Камлаев ждал снаружи, привалившись к капоту желтого такси, курил, выпуская медлительный, сизый, слоистый цветок за цветком, – отменно скроенный, потяжелевший с возрастом мужчина лет сорока на вид, в льняной измятой черной паре, с густой стальной сединой на висках; Иван взглянул на дядьку отстраненно – каленые черты, чеканный профиль, упертый подбородок (дедовский), насмешливый и безнадежный взгляд, всегда как бы смеющиеся губы, так они были у него изогнуты; в глазах, буграх, морщинах, складках этого лица жило нерассуждающее превосходство, невытравимое, непрошеное, прирожденное, приятие изначального и непреодолимого неравенства людей: я вот такой, мне кесарево, львиное, а вам – все остальное. Ударить, да, ударить его хотелось многим нестерпимо – Иван представил это ясно, до ломоты в надбровных дугах, до яростного зуда в кулаках – вот прямо в выпяченный подбородок, стереть, размазать «наглую» ухмылочку.

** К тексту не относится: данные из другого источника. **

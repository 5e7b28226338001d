//! Symmetric pairwise correlation store.
//!
//! Pairs are keyed by the ordered dimension tuple `(min, max)`, so a lookup
//! in either direction lands on the same entry and strength is symmetric by
//! construction. Every `measure` is slightly destructive: it reads the
//! strength, then decays it once.

use std::collections::{BTreeMap, HashMap};

use keel_types::{CorrelationConfig, KeelError, KeelResult, PairId, Sample};
use serde::{Deserialize, Serialize};
use tracing::debug;

/// One active relation between two dimensions.
#[derive(Clone, Copy, Debug, PartialEq, Serialize, Deserialize)]
pub struct CorrelationEntry {
    pub id: PairId,
    /// Lower dimension index.
    pub dim_a: usize,
    /// Higher dimension index.
    pub dim_b: usize,
    /// Strength in [0.0, 1.0].
    pub strength: f64,
    /// Number of measurements taken so far.
    pub measurements: u64,
}

/// Symmetric correlation matrix over `dimension_count` dimensions.
#[derive(Debug)]
pub struct CorrelationMatrix {
    config: CorrelationConfig,
    dimension_count: usize,
    entries: BTreeMap<PairId, CorrelationEntry>,
    index: HashMap<(usize, usize), PairId>,
    next_id: u64,
}

impl CorrelationMatrix {
    pub fn new(config: CorrelationConfig, dimension_count: usize) -> KeelResult<Self> {
        config.validate()?;
        if dimension_count == 0 {
            return Err(KeelError::InvalidConfiguration(
                "correlation matrix needs at least one dimension".into(),
            ));
        }
        Ok(Self {
            config,
            dimension_count,
            entries: BTreeMap::new(),
            index: HashMap::new(),
            next_id: 1,
        })
    }

    /// Relate two dimensions with strength 1.0.
    ///
    /// Re-pairing an existing relation (in either order) returns its id and
    /// restores full strength without consuming capacity.
    pub fn pair(&mut self, a: usize, b: usize) -> KeelResult<PairId> {
        let key = self.key(a, b)?;

        if let Some(id) = self.index.get(&key).copied() {
            if let Some(entry) = self.entries.get_mut(&id) {
                entry.strength = 1.0;
            }
            debug!(pair = %id, a, b, "Correlation pair refreshed");
            return Ok(id);
        }

        if self.entries.len() >= self.config.max_pairs {
            return Err(KeelError::CapacityExceeded {
                limit: self.config.max_pairs,
            });
        }

        let id = PairId(self.next_id);
        self.next_id += 1;
        self.entries.insert(
            id,
            CorrelationEntry {
                id,
                dim_a: key.0,
                dim_b: key.1,
                strength: 1.0,
                measurements: 0,
            },
        );
        self.index.insert(key, id);
        debug!(pair = %id, a, b, active = self.entries.len(), "Correlation pair created");
        Ok(id)
    }

    /// Return the current strength, then apply one decay step.
    pub fn measure(&mut self, id: PairId) -> KeelResult<f64> {
        let decay = self.config.decay_factor;
        let entry = self
            .entries
            .get_mut(&id)
            .ok_or_else(|| KeelError::NotFound(id.to_string()))?;
        let current = entry.strength;
        entry.strength = (entry.strength * decay).clamp(0.0, 1.0);
        entry.measurements += 1;
        Ok(current)
    }

    /// Remove the relation. Its strength reads as absent afterwards, and a
    /// later `pair` of the same dimensions starts over at full strength.
    pub fn unpair(&mut self, id: PairId) -> KeelResult<()> {
        let entry = self
            .entries
            .remove(&id)
            .ok_or_else(|| KeelError::NotFound(id.to_string()))?;
        self.index.remove(&(entry.dim_a, entry.dim_b));
        debug!(pair = %id, "Correlation pair removed");
        Ok(())
    }

    /// Blend every active pair toward the co-movement observed between two
    /// consecutive samples. Read-mostly: no measurement decay is applied.
    pub fn observe(&mut self, previous: &Sample, current: &Sample) -> KeelResult<()> {
        previous.validate(self.dimension_count)?;
        current.validate(self.dimension_count)?;

        let prev: Vec<f64> = previous.clamped().collect();
        let curr: Vec<f64> = current.clamped().collect();
        let w = self.config.observe_weight;

        for entry in self.entries.values_mut() {
            let delta_a = curr[entry.dim_a] - prev[entry.dim_a];
            let delta_b = curr[entry.dim_b] - prev[entry.dim_b];
            let agreement = (1.0 - (delta_a - delta_b).abs()).clamp(0.0, 1.0);
            entry.strength = ((1.0 - w) * entry.strength + w * agreement).clamp(0.0, 1.0);
        }
        Ok(())
    }

    /// Non-destructive symmetric lookup by dimension indices.
    pub fn strength_between(&self, a: usize, b: usize) -> Option<f64> {
        let key = (a.min(b), a.max(b));
        self.index
            .get(&key)
            .and_then(|id| self.entries.get(id))
            .map(|e| e.strength)
    }

    /// Id of the relation between two dimensions, if paired.
    pub fn pair_for(&self, a: usize, b: usize) -> Option<PairId> {
        self.index.get(&(a.min(b), a.max(b))).copied()
    }

    pub fn get(&self, id: PairId) -> Option<&CorrelationEntry> {
        self.entries.get(&id)
    }

    /// Active entries ordered by id.
    pub fn entries(&self) -> impl Iterator<Item = &CorrelationEntry> {
        self.entries.values()
    }

    pub fn len(&self) -> usize {
        self.entries.len()
    }

    pub fn is_empty(&self) -> bool {
        self.entries.is_empty()
    }

    pub fn max_pairs(&self) -> usize {
        self.config.max_pairs
    }

    fn key(&self, a: usize, b: usize) -> KeelResult<(usize, usize)> {
        if a == b || a >= self.dimension_count || b >= self.dimension_count {
            return Err(KeelError::InvalidPair { a, b });
        }
        Ok((a.min(b), a.max(b)))
    }
}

– А ты чего так смотришь? – Камлаев протянул раскрытый портсигар.

– Я не курю.

– Понятно, прочитал бестселлер «Сто десять легких способов порадовать патологоанатома». Садись, поехали. Я поселю тебя на студии – там звукопоглощающая губка, отличное место для ученых занятий.

– Вот это, кстати, просили передать. – Ордынский спохватился, бросил на дядькины колени кусок картона с лихорадочно накарябанным номером.

– Наша Таня громко хочет. Оставь себе – мож, звякнешь как-нибудь.

– Но это же тебе.

– Ну а тебе-то она как? Отличная девка, живая, настоящая, лицо из тех времен, когда природа ваяла человека набело, отважно, широко и грубо, без пробы, навыка и вечно попадала в точку. Смешение кровей, я думаю, граница России с Казахстаном. А в Голливуде ихнем обосрутся, на ретушь изойдут – даже таких вот скул не сделают.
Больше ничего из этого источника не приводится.